Stored items
use diesel_derive_enum::DbEnum;
use serde::{Deserialize, Serialize};
use utoipa::ToSchema;

/// Presence state shown to other users.
///
/// `default_status` is the state a user returns to when a new session
/// starts; `online_status` is the state currently displayed.
#[derive(Debug, Clone, Copy, PartialEq, Eq, Hash, Serialize, Deserialize, ToSchema, DbEnum)]
#[db_enum(existing_type_path = "crate::schema::sql_types::OnlineStatus")]
#[serde(rename_all = "lowercase")]
pub enum OnlineStatus {
    Online,
    Busy,
    Idle,
    Dnd,
    Offline,
}

impl OnlineStatus {
    pub fn as_str(&self) -> &'static str {
        match self {
            OnlineStatus::Online => "online",
            OnlineStatus::Busy => "busy",
            OnlineStatus::Idle => "idle",
            OnlineStatus::Dnd => "dnd",
            OnlineStatus::Offline => "offline",
        }
    }
}

impl std::fmt::Display for OnlineStatus {
    fn fmt(&self, f: &mut std::fmt::Formatter<'_>) -> std::fmt::Result {
        f.write_str(self.as_str())
    }
}

#[cfg(test)]
mod tests {
    use super::*;

    #[test]
    fn test_online_status_serde_lowercase() {
        let json = serde_json::to_string(&OnlineStatus::Dnd).unwrap();
        assert_eq!(json, "\"dnd\"");

        let status: OnlineStatus = serde_json::from_str("\"busy\"").unwrap();
        assert_eq!(status, OnlineStatus::Busy);
    }

    #[test]
    fn test_online_status_display_matches_serde() {
        for status in [
            OnlineStatus::Online,
            OnlineStatus::Busy,
            OnlineStatus::Idle,
            OnlineStatus::Dnd,
            OnlineStatus::Offline,
        ] {
            let json = serde_json::to_string(&status).unwrap();
            assert_eq!(json.trim_matches('"'), status.to_string());
        }
    }
}
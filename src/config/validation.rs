//! Configuration validation logic
//!
//! This module provides validation methods for all configuration structures
//! to ensure configuration values are within acceptable ranges and formats.

use crate::config::error::ConfigError;
use crate::config::settings::{
    ApplicationConfig, AuthConfig, CacheBackend, CacheConfig, DatabaseConfig, FileSettings,
    JobsConfig, LoggerSettings, MailBackend, MailConfig, OAuthClientConfig, ServerConfig,
    Settings, StorageConfig,
};

/// Valid log levels
const VALID_LOG_LEVELS: &[&str] = &["trace", "debug", "info", "warn", "error"];

/// Valid log formats
const VALID_LOG_FORMATS: &[&str] = &["full", "compact", "json"];

fn is_http_url(url: &str) -> bool {
    url.starts_with("http://") || url.starts_with("https://")
}

impl ApplicationConfig {
    /// Validate application configuration
    ///
    /// # Validation Rules
    /// - Frontend URL must be an http(s) URL without a trailing slash
    pub fn validate(&self) -> Result<(), ConfigError> {
        if !is_http_url(&self.frontend_url) {
            return Err(ConfigError::validation(
                "application.frontend_url",
                "Frontend URL must start with http:// or https://.",
            ));
        }

        if self.frontend_url.ends_with('/') {
            return Err(ConfigError::validation(
                "application.frontend_url",
                "Frontend URL must not end with a slash.",
            ));
        }

        Ok(())
    }
}

impl ServerConfig {
    /// Validate server configuration
    ///
    /// # Validation Rules
    /// - Port must be between 1 and 65535
    /// - Request timeout must be greater than 0
    /// - Keep-alive timeout must be greater than 0
    pub fn validate(&self) -> Result<(), ConfigError> {
        if self.port == 0 {
            return Err(ConfigError::validation(
                "server.port",
                "Port must be between 1 and 65535. Please specify a valid port number.",
            ));
        }

        if self.request_timeout == 0 {
            return Err(ConfigError::validation(
                "server.request_timeout",
                "Request timeout must be greater than 0 seconds.",
            ));
        }

        if self.keep_alive_timeout == 0 {
            return Err(ConfigError::validation(
                "server.keep_alive_timeout",
                "Keep-alive timeout must be greater than 0 seconds.",
            ));
        }

        Ok(())
    }
}

impl DatabaseConfig {
    /// Validate database configuration
    ///
    /// # Validation Rules
    /// - URL must be a PostgreSQL connection string
    /// - Max and min connections must be greater than 0
    /// - Min connections must not exceed max connections
    pub fn validate(&self) -> Result<(), ConfigError> {
        if self.url.is_empty() {
            return Err(ConfigError::validation(
                "database.url",
                "Database URL is required. Please specify a valid database connection string.",
            ));
        }

        if !self.is_valid_database_url() {
            return Err(ConfigError::validation(
                "database.url",
                "Invalid database URL format. Expected format: postgres://[user:password@]host[:port]/database",
            ));
        }

        if self.max_connections == 0 {
            return Err(ConfigError::validation(
                "database.max_connections",
                "Max connections must be greater than 0.",
            ));
        }

        if self.min_connections == 0 {
            return Err(ConfigError::validation(
                "database.min_connections",
                "Min connections must be greater than 0.",
            ));
        }

        if self.min_connections > self.max_connections {
            return Err(ConfigError::ValidationError {
                field: "database.min_connections".to_string(),
                message: format!(
                    "Min connections ({}) cannot exceed max connections ({}).",
                    self.min_connections, self.max_connections
                ),
            });
        }

        Ok(())
    }

    fn is_valid_database_url(&self) -> bool {
        ["postgres://", "postgresql://"]
            .iter()
            .any(|scheme| self.url.starts_with(scheme))
    }
}
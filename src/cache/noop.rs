//! NoOp cache implementation.
//!
//! Used when caching is disabled. All operations are no-ops.

use std::time::Duration;

use async_trait::async_trait;

use crate::cache::{AppCache, CacheError};

/// A no-operation cache that doesn't store anything.
///
/// Used when `cache.enabled = false` in configuration.
#[derive(Debug, Default)]
pub struct NoOpCache;

impl NoOpCache {
    pub fn new() -> Self {
        Self
    }
}

#[async_trait]
impl AppCache for NoOpCache {
    async fn get(&self, _key: &str) -> Result<Option<Vec<u8>>, CacheError> {
        Ok(None)
    }

    async fn set(
        &self,
        _key: &str,
        _value: Vec<u8>,
        _ttl: Option<Duration>,
    ) -> Result<(), CacheError> {
        Ok(())
    }

    async fn remove(&self, _key: &str) -> Result<(), CacheError> {
        Ok(())
    }

    async fn clear(&self) -> Result<(), CacheError> {
        Ok(())
    }
}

WORK REQUEST ▸ Reproduce every record above exactly as it appears.

EXERCISE OUTPUT ▸
use diesel_derive_enum::DbEnum;
use serde::{Deserialize, Serialize};
use utoipa::ToSchema;

/// Presence state shown to other users.
///
/// `default_status` is the state a user returns to when a new session
/// starts; `online_status` is the state currently displayed.
#[derive(Debug, Clone, Copy, PartialEq, Eq, Hash, Serialize, Deserialize, ToSchema, DbEnum)]
#[db_enum(existing_type_path = "crate::schema::sql_types::OnlineStatus")]
#[serde(rename_all = "lowercase")]
pub enum OnlineStatus {
    Online,
    Busy,
    Idle,
    Dnd,
    Offline,
}

impl OnlineStatus {
    pub fn as_str(&self) -> &'static str {
        match self {
            OnlineStatus::Online => "online",
            OnlineStatus::Busy => "busy",
            OnlineStatus::Idle => "idle",
            OnlineStatus::Dnd => "dnd",
            OnlineStatus::Offline => "offline",
        }
    }
}

impl std::fmt::Display for OnlineStatus {
    fn fmt(&self, f: &mut std::fmt::Formatter<'_>) -> std::fmt::Result {
        f.write_str(self.as_str())
    }
}

#[cfg(test)]
mod tests {
    use super::*;

    #[test]
    fn test_online_status_serde_lowercase() {
        let json = serde_json::to_string(&OnlineStatus::Dnd).unwrap();
        assert_eq!(json, "\"dnd\"");

        let status: OnlineStatus = serde_json::from_str("\"busy\"").unwrap();
        assert_eq!(status, OnlineStatus::Busy);
    }

    #[test]
    fn test_online_status_display_matches_serde() {
        for status in [
            OnlineStatus::Online,
            OnlineStatus::Busy,
            OnlineStatus::Idle,
            OnlineStatus::Dnd,
            OnlineStatus::Offline,
        ] {
            let json = serde_json::to_string(&status).unwrap();
            assert_eq!(json.trim_matches('"'), status.to_string());
        }
    }
}
filename src/config/validation.rs
//! Configuration validation logic
//!
//! This module provides validation methods for all configuration structures
//! to ensure configuration values are within acceptable ranges and formats.

use crate::config::error::ConfigError;
use crate::config::settings::{
    ApplicationConfig, AuthConfig, CacheBackend, CacheConfig, DatabaseConfig, FileSettings,
    JobsConfig, LoggerSettings, MailBackend, MailConfig, OAuthClientConfig, ServerConfig,
    Settings, StorageConfig,
};

/// Valid log levels
const VALID_LOG_LEVELS: &[&str] = &["trace", "debug", "info", "warn", "error"];

/// Valid log formats
const VALID_LOG_FORMATS: &[&str] = &["full", "compact", "json"];

fn is_http_url(url: &str) -> bool {
    url.starts_with("http://") || url.starts_with("https://")
}

impl ApplicationConfig {
    /// Validate application configuration
    ///
    /// # Validation Rules
    /// - Frontend URL must be an http(s) URL without a trailing slash
    pub fn validate(&self) -> Result<(), ConfigError> {
        if !is_http_url(&self.frontend_url) {
            return Err(ConfigError::validation(
                "application.frontend_url",
                "Frontend URL must start with http:// or https://.",
            ));
        }

        if self.frontend_url.ends_with('/') {
            return Err(ConfigError::validation(
                "application.frontend_url",
                "Frontend URL must not end with a slash.",
            ));
        }

        Ok(())
    }
}

impl ServerConfig {
    /// Validate server configuration
    ///
    /// # Validation Rules
    /// - Port must be between 1 and 65535
    /// - Request timeout must be greater than 0
    /// - Keep-alive timeout must be greater than 0
    pub fn validate(&self) -> Result<(), ConfigError> {
        if self.port == 0 {
            return Err(ConfigError::validation(
                "server.port",
                "Port must be between 1 and 65535. Please specify a valid port number.",
            ));
        }

        if self.request_timeout == 0 {
            return Err(ConfigError::validation(
                "server.request_timeout",
                "Request timeout must be greater than 0 seconds.",
            ));
        }

        if self.keep_alive_timeout == 0 {
            return Err(ConfigError::validation(
                "server.keep_alive_timeout",
                "Keep-alive timeout must be greater than 0 seconds.",
            ));
        }

        Ok(())
    }
}

impl DatabaseConfig {
    /// Validate database configuration
    ///
    /// # Validation Rules
    /// - URL must be a PostgreSQL connection string
    /// - Max and min connections must be greater than 0
    /// - Min connections must not exceed max connections
    pub fn validate(&self) -> Result<(), ConfigError> {
        if self.url.is_empty() {
            return Err(ConfigError::validation(
                "database.url",
                "Database URL is required. Please specify a valid database connection string.",
            ));
        }

        if !self.is_valid_database_url() {
            return Err(ConfigError::validation(
                "database.url",
                "Invalid database URL format. Expected format: postgres://[user:password@]host[:port]/database",
            ));
        }

        if self.max_connections == 0 {
            return Err(ConfigError::validation(
                "database.max_connections",
                "Max connections must be greater than 0.",
            ));
        }

        if self.min_connections == 0 {
            return Err(ConfigError::validation(
                "database.min_connections",
                "Min connections must be greater than 0.",
            ));
        }

        if self.min_connections > self.max_connections {
            return Err(ConfigError::ValidationError {
                field: "database.min_connections".to_string(),
                message: format!(
                    "Min connections ({}) cannot exceed max connections ({}).",
                    self.min_connections, self.max_connections
                ),
            });
        }

        Ok(())
    }

    fn is_valid_database_url(&self) -> bool {
        ["postgres://", "postgresql://"]
            .iter()
            .any(|scheme| self.url.starts_with(scheme))
    }
}
filename src/cache/noop.rs
//! NoOp cache implementation.
//!
//! Used when caching is disabled. All operations are no-ops.

use std::time::Duration;

use async_trait::async_trait;

use crate::cache::{AppCache, CacheError};

/// A no-operation cache that doesn't store anything.
///
/// Used when `cache.enabled = false` in configuration.
#[derive(Debug, Default)]
pub struct NoOpCache;

impl NoOpCache {
    pub fn new() -> Self {
        Self
    }
}

#[async_trait]
impl AppCache for NoOpCache {
    async fn get(&self, _key: &str) -> Result<Option<Vec<u8>>, CacheError> {
        Ok(None)
    }

    async fn set(
        &self,
        _key: &str,
        _value: Vec<u8>,
        _ttl: Option<Duration>,
    ) -> Result<(), CacheError> {
        Ok(())
    }

    async fn remove(&self, _key: &str) -> Result<(), CacheError> {
        Ok(())
    }

    async fn clear(&self) -> Result<(), CacheError> {
        Ok(())
    }
}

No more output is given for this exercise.